LOUISE. A la guerre! Réjouissez-vous, nous servons le roi! nous nous sommes déclarés, nous partons!

ROXANE. Ah! vive-Dieu! embrassez-moi, mon frère! Oui, oui! la guerre, le mouvement, la poudre, le danger, le triomphe! Vous serez généralissime en Vendée, et maréchal de France quand le roi sera proclamé.

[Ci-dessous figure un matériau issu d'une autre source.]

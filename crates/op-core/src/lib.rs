//! # op-core
//!
//! Core types for objpart: the per-event count table, per-axis bin
//! boundaries and the shared error type.

#![warn(missing_docs)]
#![warn(clippy::all)]

pub mod error;
pub mod types;

pub use error::{Error, Result};
pub use types::{AxisEdges, BinBoundaries, CountColumn, CountTable};

/// objpart version
pub const VERSION: &str = env!("CARGO_PKG_VERSION");
//! Fraction of events kept by a set of `axis >= value` cuts on merged groups.

use std::collections::BTreeMap;

use op_core::{BinBoundaries, Error, Result};

use crate::merge_cells::LabeledGroup;

/// Sum the fractions of groups lying entirely above every cut.
///
/// A group counts only if, for each cut axis, every member cell's bin lower
/// edge is `>=` the cut value.
pub fn usage_fraction(
    boundaries: &BinBoundaries,
    groups: &[LabeledGroup],
    cuts: &BTreeMap<String, u64>,
) -> Result<f64> {
    for axis in cuts.keys() {
        if !boundaries.contains_axis(axis) {
            return Err(Error::invalid_argument(format!("cut on unknown axis '{axis}'")));
        }
    }

    let mut usage = 0.0;
    for group in groups {
        let mut passes = true;
        for cell in &group.cells {
            for (axis, &cut) in cuts {
                let lower = lower_edge(boundaries, cell, axis)?;
                passes &= lower >= cut;
            }
        }
        if passes {
            usage += group.fraction;
        }
    }
    Ok(usage)
}

fn lower_edge(
    boundaries: &BinBoundaries,
    cell: &BTreeMap<String, usize>,
    axis: &str,
) -> Result<u64> {
    let bin = *cell
        .get(axis)
        .ok_or_else(|| Error::validation(format!("group cell has no bin for axis '{axis}'")))?;
    let edges = boundaries.get(axis).unwrap_or_default();
    if bin + 1 >= edges.len() {
        return Err(Error::validation(format!(
            "bin {bin} is out of range for axis '{axis}' ({} bins)",
            edges.len().saturating_sub(1)
        )));
    }
    Ok(edges[bin])
}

LE COMTE. Tâchez de garder vos illusions, ma soeur, et de ne pas perdre la tête au premier revers!

ROXANE. Bah! le courage n'est pas nécessaire quand tant de braves gens en ont à notre place! La France entière va se lever. Toute l'Europe est avec nous. Dans un mois, dans six semaines peut-être, le jeune roi sera aux Tuileries,--et nous aussi.--Quand partons-nous?

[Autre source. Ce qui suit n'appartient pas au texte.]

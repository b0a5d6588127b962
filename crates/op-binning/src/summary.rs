//! Occupancy summaries and the two score tuples used to rank candidate binnings.
//!
//! Both scores are minimized and compared lexicographically. An undefined
//! `min_nonzero_fraction` (every cell empty) always ranks worse than any
//! defined value and never satisfies a minimum target.

use std::cmp::Ordering;

use op_core::{Error, Result};

use crate::histogram::NdHistogram;

/// Occupancy statistics of a grid (or of merged groups).
#[derive(Debug, Clone, Copy, PartialEq)]
pub struct HistogramSummary {
    /// Largest cell fraction.
    pub max_fraction: f64,
    /// Smallest cell fraction, empty cells included.
    pub min_fraction: f64,
    /// Smallest non-zero cell fraction; `None` when every cell is empty.
    pub min_nonzero_fraction: Option<f64>,
    /// Number of empty cells.
    pub zero_bins: usize,
}

/// Summarize cell counts as fractions of `total`.
pub fn summarize_counts(counts: &[u64], total: u64) -> HistogramSummary {
    let frac = |c: u64| if total == 0 { 0.0 } else { c as f64 / total as f64 };
    let max = counts.iter().copied().max().unwrap_or(0);
    let min = counts.iter().copied().min().unwrap_or(0);
    let min_nonzero = counts.iter().copied().filter(|&c| c > 0).min();
    HistogramSummary {
        max_fraction: frac(max),
        min_fraction: frac(min),
        min_nonzero_fraction: min_nonzero.map(frac),
        zero_bins: counts.iter().filter(|&&c| c == 0).count(),
    }
}

/// Summarize a histogram's cells.
pub fn histogram_summary(hist: &NdHistogram) -> HistogramSummary {
    summarize_counts(hist.counts(), hist.total())
}

/// Optional occupancy targets for the target scan.
#[derive(Debug, Clone, Copy, Default, PartialEq)]
pub struct FractionTargets {
    /// Every non-empty cell should hold at least this fraction.
    pub min_fraction: Option<f64>,
    /// No cell should hold more than this fraction.
    pub max_fraction: Option<f64>,
}

fn check_fraction(name: &str, value: f64) -> Result<()> {
    if !(0.0..=1.0).contains(&value) {
        return Err(Error::invalid_argument(format!("{name} must be in [0, 1] (got {value})")));
    }
    Ok(())
}

impl FractionTargets {
    /// Both bounds in `[0, 1]` and `min <= max`.
    pub fn validate(&self) -> Result<()> {
        if let Some(min) = self.min_fraction {
            check_fraction("target min fraction", min)?;
        }
        if let Some(max) = self.max_fraction {
            check_fraction("target max fraction", max)?;
        }
        if let (Some(min), Some(max)) = (self.min_fraction, self.max_fraction)
            && min > max
        {
            return Err(Error::invalid_argument(format!(
                "target min fraction {min} exceeds target max fraction {max}"
            )));
        }
        Ok(())
    }
}

/// Target-scan ranking: `(violates_max, violates_min, violation, max_fraction, -min_fraction)`.
#[derive(Debug, Clone, Copy)]
pub struct TargetScanScore {
    /// Max target supplied and exceeded.
    pub violates_max: bool,
    /// Min target supplied and not reached.
    pub violates_min: bool,
    /// Summed overshoot and undershoot.
    pub violation: f64,
    /// Largest cell fraction.
    pub max_fraction: f64,
    /// Negated smallest cell fraction.
    pub neg_min_fraction: f64,
}

impl TargetScanScore {
    /// Score a summary against `targets`.
    pub fn new(summary: &HistogramSummary, targets: &FractionTargets) -> Self {
        let mut violation = 0.0;
        let mut violates_max = false;
        let mut violates_min = false;

        if let Some(max) = targets.max_fraction
            && summary.max_fraction > max
        {
            violates_max = true;
            violation += summary.max_fraction - max;
        }
        if let Some(min) = targets.min_fraction {
            let undershoot = match summary.min_nonzero_fraction {
                Some(v) => (min - v).max(0.0),
                None => min,
            };
            // An empty grid never meets a minimum, even a zero one.
            if undershoot > 0.0 || summary.min_nonzero_fraction.is_none() {
                violates_min = true;
                violation += undershoot;
            }
        }

        Self {
            violates_max,
            violates_min,
            violation,
            max_fraction: summary.max_fraction,
            neg_min_fraction: -summary.min_fraction,
        }
    }

    /// `true` if no supplied target is violated.
    pub fn meets_targets(&self) -> bool {
        !self.violates_max && !self.violates_min
    }
}

impl Ord for TargetScanScore {
    fn cmp(&self, other: &Self) -> Ordering {
        self.violates_max
            .cmp(&other.violates_max)
            .then(self.violates_min.cmp(&other.violates_min))
            .then(self.violation.total_cmp(&other.violation))
            .then(self.max_fraction.total_cmp(&other.max_fraction))
            .then(self.neg_min_fraction.total_cmp(&other.neg_min_fraction))
    }
}

impl PartialOrd for TargetScanScore {
    fn partial_cmp(&self, other: &Self) -> Option<Ordering> {
        Some(self.cmp(other))
    }
}

impl PartialEq for TargetScanScore {
    fn eq(&self, other: &Self) -> bool {
        self.cmp(other) == Ordering::Equal
    }
}

impl Eq for TargetScanScore {}

/// Adaptive-search ranking:
/// `(max_overshoot, min_nonzero_undershoot, zero_bins, -min_nonzero_fraction, max_fraction)`.
///
/// `zero_bins` sits third so that, at equal balance, grids with fewer
/// structurally empty cells win.
#[derive(Debug, Clone, Copy)]
pub struct AdaptiveScore {
    /// `max(0, max_fraction - target_max)`.
    pub max_overshoot: f64,
    /// `max(0, target_min - min_nonzero_fraction)`; `target_min` when undefined.
    pub min_undershoot: f64,
    /// Empty cells.
    pub zero_bins: usize,
    /// Negated min non-zero fraction; `0` when undefined.
    pub neg_min_nonzero_fraction: f64,
    /// Largest cell fraction.
    pub max_fraction: f64,
}

impl AdaptiveScore {
    /// Score a summary against the adaptive targets.
    pub fn new(summary: &HistogramSummary, target_min: f64, target_max: f64) -> Self {
        let min_nonzero = summary.min_nonzero_fraction;
        Self {
            max_overshoot: (summary.max_fraction - target_max).max(0.0),
            min_undershoot: match min_nonzero {
                Some(v) => (target_min - v).max(0.0),
                None => target_min,
            },
            zero_bins: summary.zero_bins,
            neg_min_nonzero_fraction: min_nonzero.map(|v| -v).unwrap_or(0.0),
            max_fraction: summary.max_fraction,
        }
    }
}

/// `max_fraction <= target_max` and a defined `min_nonzero_fraction >= target_min`.
pub fn targets_satisfied(summary: &HistogramSummary, target_min: f64, target_max: f64) -> bool {
    summary.max_fraction <= target_max
        && summary.min_nonzero_fraction.is_some_and(|v| v >= target_min)
}

impl Ord for AdaptiveScore {
    fn cmp(&self, other: &Self) -> Ordering {
        self.max_overshoot
            .total_cmp(&other.max_overshoot)
            .then(self.min_undershoot.total_cmp(&other.min_undershoot))
            .then(self.zero_bins.cmp(&other.zero_bins))
            .then(self.neg_min_nonzero_fraction.total_cmp(&other.neg_min_nonzero_fraction))
            .then(self.max_fraction.total_cmp(&other.max_fraction))
    }
}

impl PartialOrd for AdaptiveScore {
    fn partial_cmp(&self, other: &Self) -> Option<Ordering> {
        Some(self.cmp(other))
    }
}

impl PartialEq for AdaptiveScore {
    fn eq(&self, other: &Self) -> bool {
        self.cmp(other) == Ordering::Equal
    }
}

impl Eq for AdaptiveScore {}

LE COMTE. Sachons d'abord où vous irez. En Bretagne, on est redevenu tranquille...

LA TESSONNIÈRE. Ah! on est tranquille par là?

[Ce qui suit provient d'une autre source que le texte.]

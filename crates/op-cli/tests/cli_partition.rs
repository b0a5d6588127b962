use std::path::{Path, PathBuf};
use std::process::{Command, Output};
use std::time::{SystemTime, UNIX_EPOCH};

use op_core::CountTable;
use op_io::{read_boundary_document, read_count_table, read_histogram, write_count_table};

fn bin_path() -> PathBuf {
    PathBuf::from(env!("CARGO_BIN_EXE_objpart"))
}

fn tmp_dir(name: &str) -> PathBuf {
    let nanos = SystemTime::now().duration_since(UNIX_EPOCH).unwrap().as_nanos();
    let mut p = std::env::temp_dir();
    p.push(format!("objpart_cli_partition_{}_{}_{}", std::process::id(), nanos, name));
    std::fs::create_dir_all(&p).unwrap();
    p
}

fn run(args: &[&str]) -> Output {
    Command::new(bin_path())
        .args(args)
        .output()
        .unwrap_or_else(|e| panic!("failed to run {:?} {:?}: {}", bin_path(), args, e))
}

fn s(p: &Path) -> String {
    p.to_string_lossy().into_owned()
}

fn write_sample(dir: &Path) -> PathBuf {
    let table = CountTable::from_columns([
        ("n_muons", vec![0, 1, 1, 2, 2, 2, 3, 3, 4, 4]),
        ("n_electrons", vec![1, 2, 1, 0, 1, 2, 3, 3, 2, 0]),
        ("n_jets", vec![0, 1, 0, 1, 0, 1, 0, 1, 0, 9]),
    ])
    .unwrap();
    let path = dir.join("counts.parquet");
    write_count_table(&path, &table).unwrap();
    path
}

#[test]
fn partition_writes_boundaries_and_histogram() {
    let dir = tmp_dir("basic");
    let data = write_sample(&dir);
    let boundaries = dir.join("bin_boundaries.yaml");
    let histogram = dir.join("histogram.json.gz");

    let out = run(&[
        "partition",
        &s(&data),
        "--ignore-axes",
        "n_jets",
        "--boundaries-out",
        &s(&boundaries),
        "--histogram-out",
        &s(&histogram),
    ]);
    assert!(
        out.status.success(),
        "partition failed, stderr={}",
        String::from_utf8_lossy(&out.stderr)
    );

    let doc = read_boundary_document(&boundaries).unwrap();
    assert_eq!(doc.axes["n_muons"], vec![0, 2, 3, 4, 5]);
    assert_eq!(doc.axes["n_electrons"], vec![0, 2, 3, 4]);
    assert!(!doc.axes.contains_key("n_jets"));
    assert!(doc.merged_cells.is_none());

    let hist = read_histogram(&histogram).unwrap();
    assert_eq!(hist.shape(), vec![4, 3]);
    assert_eq!(hist.total(), 10);

    let stdout = String::from_utf8_lossy(&out.stdout);
    assert!(stdout.contains("Top 10 bins"), "stdout={stdout}");
    assert!(stdout.contains("Least 10 bins"), "stdout={stdout}");
    assert!(stdout.contains("Histogram summary: max fraction 0.2000"), "stdout={stdout}");
}

#[test]
fn partition_saves_counts_and_applies_overrides() {
    let dir = tmp_dir("overrides");
    let data = write_sample(&dir);
    let saved = dir.join("saved.parquet");
    let boundaries = dir.join("b.yaml");

    let out = run(&[
        "partition",
        &s(&data),
        "-o",
        &s(&saved),
        "--bins-per-axis",
        "2",
        "--bins-per-axis-override",
        "n_muons=1",
        "--tail-cap-quantile",
        "0.9",
        "--boundaries-out",
        &s(&boundaries),
        "--histogram-out",
        &s(&dir.join("h.json.gz")),
        "--top",
        "3",
    ]);
    assert!(
        out.status.success(),
        "partition failed, stderr={}",
        String::from_utf8_lossy(&out.stderr)
    );

    assert_eq!(read_count_table(&saved).unwrap().n_rows(), 10);
    let doc = read_boundary_document(&boundaries).unwrap();
    assert_eq!(doc.axes["n_muons"], vec![0, 5]);
    // The lone 9 is clipped to the 0.9 quantile.
    assert_eq!(*doc.axes["n_jets"].last().unwrap(), 2);
    let stdout = String::from_utf8_lossy(&out.stdout);
    assert!(stdout.contains("Tail cap: n_jets clipped at 1"), "stdout={stdout}");
    assert!(stdout.contains("Top 3 bins"), "stdout={stdout}");
}

#[test]
fn partition_reads_dataset_directory() {
    let dir = tmp_dir("directory");
    for (i, rows) in [vec![0u64, 1, 2], vec![3, 4], vec![5]].into_iter().enumerate() {
        let t = CountTable::from_columns([("n_jets", rows)]).unwrap();
        write_count_table(&dir.join(format!("part{i}.parquet")), &t).unwrap();
    }
    let histogram = dir.join("h.json.gz");

    let out = run(&[
        "partition",
        &s(&dir),
        "-n",
        "2",
        "--boundaries-out",
        &s(&dir.join("b.yaml")),
        "--histogram-out",
        &s(&histogram),
    ]);
    assert!(
        out.status.success(),
        "partition failed, stderr={}",
        String::from_utf8_lossy(&out.stderr)
    );
    assert_eq!(read_histogram(&histogram).unwrap().total(), 5);
}

#[test]
fn partition_scan_reports_selection() {
    let dir = tmp_dir("scan");
    let data = write_sample(&dir);

    let out = run(&[
        "partition",
        &s(&data),
        "--ignore-axes",
        "n_jets",
        "--bins-scan-min",
        "1",
        "--bins-scan-max",
        "4",
        "--target-max-fraction",
        "0.01",
        "--boundaries-out",
        &s(&dir.join("b.yaml")),
        "--histogram-out",
        &s(&dir.join("h.json.gz")),
    ]);
    assert!(
        out.status.success(),
        "partition --bins-scan failed, stderr={}",
        String::from_utf8_lossy(&out.stderr)
    );
    let stdout = String::from_utf8_lossy(&out.stdout);
    assert!(stdout.contains("Selected bins per axis: 4"), "stdout={stdout}");
    assert!(stdout.contains("targets not met"), "stdout={stdout}");
}

#[test]
fn partition_rejects_adaptive_with_scan() {
    let dir = tmp_dir("bad_combo");
    let data = write_sample(&dir);

    let out = run(&[
        "partition",
        &s(&data),
        "--adaptive",
        "--target-min-fraction",
        "0.01",
        "--target-max-fraction",
        "0.5",
        "--bins-scan-min",
        "2",
        "--bins-scan-max",
        "4",
        "--boundaries-out",
        &s(&dir.join("b.yaml")),
    ]);
    assert!(!out.status.success());
    let stderr = String::from_utf8_lossy(&out.stderr);
    assert!(stderr.contains("adaptive"), "stderr={stderr}");
    assert!(!dir.join("b.yaml").exists());
}

#[test]
fn partition_rejects_bad_override() {
    let dir = tmp_dir("bad_override");
    let data = write_sample(&dir);

    let out = run(&["partition", &s(&data), "--bins-per-axis-override", "n_muons"]);
    assert!(!out.status.success());
    let stderr = String::from_utf8_lossy(&out.stderr);
    assert!(stderr.contains("AXIS=INT"), "stderr={stderr}");
}

#[test]
fn partition_unknown_override_writes_nothing() {
    let dir = tmp_dir("unknown_override");
    let data = write_sample(&dir);
    let saved = dir.join("saved.parquet");

    let out = run(&[
        "partition",
        &s(&data),
        "-o",
        &s(&saved),
        "--bins-per-axis-override",
        "n_taus=2",
        "--boundaries-out",
        &s(&dir.join("b.yaml")),
    ]);
    assert!(!out.status.success());
    let stderr = String::from_utf8_lossy(&out.stderr);
    assert!(stderr.contains("n_taus"), "stderr={stderr}");
    assert!(!saved.exists());
    assert!(!dir.join("b.yaml").exists());
}

#[test]
fn partition_adaptive_drops_the_unbalanced_split() {
    let dir = tmp_dir("adaptive");
    let mut muons = Vec::new();
    let mut electrons = Vec::new();
    for (m, e, n) in [(0u64, 0u64, 9usize), (0, 1, 3), (1, 0, 9), (1, 1, 3)] {
        muons.extend(std::iter::repeat_n(m, n));
        electrons.extend(std::iter::repeat_n(e, n));
    }
    let table =
        CountTable::from_columns([("n_muons", muons), ("n_electrons", electrons)]).unwrap();
    let data = dir.join("counts.parquet");
    write_count_table(&data, &table).unwrap();
    let boundaries = dir.join("b.yaml");

    let out = run(&[
        "partition",
        &s(&data),
        "--bins-per-axis",
        "2",
        "--adaptive",
        "--target-min-fraction",
        "0.2",
        "--target-max-fraction",
        "1.0",
        "--boundaries-out",
        &s(&boundaries),
        "--histogram-out",
        &s(&dir.join("h.json.gz")),
    ]);
    assert!(
        out.status.success(),
        "partition --adaptive failed, stderr={}",
        String::from_utf8_lossy(&out.stderr)
    );
    let stdout = String::from_utf8_lossy(&out.stdout);
    assert!(
        stdout.contains("Adaptive bins per axis: n_muons=2, n_electrons=1 (1 steps)"),
        "stdout={stdout}"
    );
    assert!(!stdout.contains("targets not met"), "stdout={stdout}");

    let doc = read_boundary_document(&boundaries).unwrap();
    assert_eq!(doc.axes["n_muons"], vec![0, 1, 2]);
    assert_eq!(doc.axes["n_electrons"], vec![0, 2]);
}

#[test]
fn partition_merges_sparse_marginal_bin() {
    let dir = tmp_dir("merge_bins");
    let mut jets = vec![0u64; 10];
    jets.push(1);
    jets.extend([2u64; 10]);
    let data = dir.join("counts.parquet");
    write_count_table(&data, &CountTable::from_columns([("n_jets", jets)]).unwrap()).unwrap();
    let boundaries = dir.join("b.yaml");
    let histogram = dir.join("h.json.gz");

    let out = run(&[
        "partition",
        &s(&data),
        "--merge-min-fraction",
        "0.1",
        "--boundaries-out",
        &s(&boundaries),
        "--histogram-out",
        &s(&histogram),
    ]);
    assert!(
        out.status.success(),
        "partition --merge-min-fraction failed, stderr={}",
        String::from_utf8_lossy(&out.stderr)
    );
    let stdout = String::from_utf8_lossy(&out.stdout);
    assert!(stdout.contains("Merged 1 sparse bins on n_jets"), "stdout={stdout}");

    let doc = read_boundary_document(&boundaries).unwrap();
    assert_eq!(doc.axes["n_jets"], vec![0, 2, 3]);
    let hist = read_histogram(&histogram).unwrap();
    assert_eq!(hist.counts(), &[11, 10]);
}

#[test]
fn run_config_with_cell_merge() {
    let dir = tmp_dir("run_config");
    let data = write_sample(&dir);
    let boundaries = dir.join("b.yaml");
    let config = dir.join("partition.yaml");
    std::fs::write(
        &config,
        format!(
            "dataset: {}\nignore_axes: [n_jets]\nmerge_cells_min_fraction: 0.15\n\
             boundaries_out: {}\nhistogram_out: {}\n",
            s(&data),
            s(&boundaries),
            s(&dir.join("h.json.gz"))
        ),
    )
    .unwrap();

    let out = run(&["run", "--config", &s(&config)]);
    assert!(
        out.status.success(),
        "run --config failed, stderr={}",
        String::from_utf8_lossy(&out.stderr)
    );

    let doc = read_boundary_document(&boundaries).unwrap();
    let merged = doc.merged_cells.unwrap();
    assert_eq!(merged.groups.iter().map(|g| g.count).sum::<u64>(), 10);
    assert!(merged.groups.iter().all(|g| g.fraction >= 0.15));
    let stdout = String::from_utf8_lossy(&out.stdout);
    assert!(stdout.contains("Merged cell summary"), "stdout={stdout}");
}

#[test]
fn version_prints() {
    let out = run(&["version"]);
    assert!(out.status.success());
    assert!(String::from_utf8_lossy(&out.stdout).starts_with("objpart "));
}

ROXANE. Mais je ne veux pas être tranquille, moi! Je veux me battre, je serai Jeanne d'Arc, et Saint-Gueltas sera mon Dunois, mon aide de camp.

LE COMTE. Prenez garde que Saint-Gueltas ne devienne trop votre général, ma soeur, et songez à gagner Guérande, où nous avons des parents.

ROXANE, (Mézières rentre.) Guérande? Soit! C'est une bonne ville, une place de guerre imprenable, où tout le monde pense bien. On se voit beaucoup; Louise, il faudra emporter de la toilette.

LE COMTE. N'emportez rien. Vos femmes vous rejoindront avec vos effets. Vous partez sans bruit dans cinq minutes.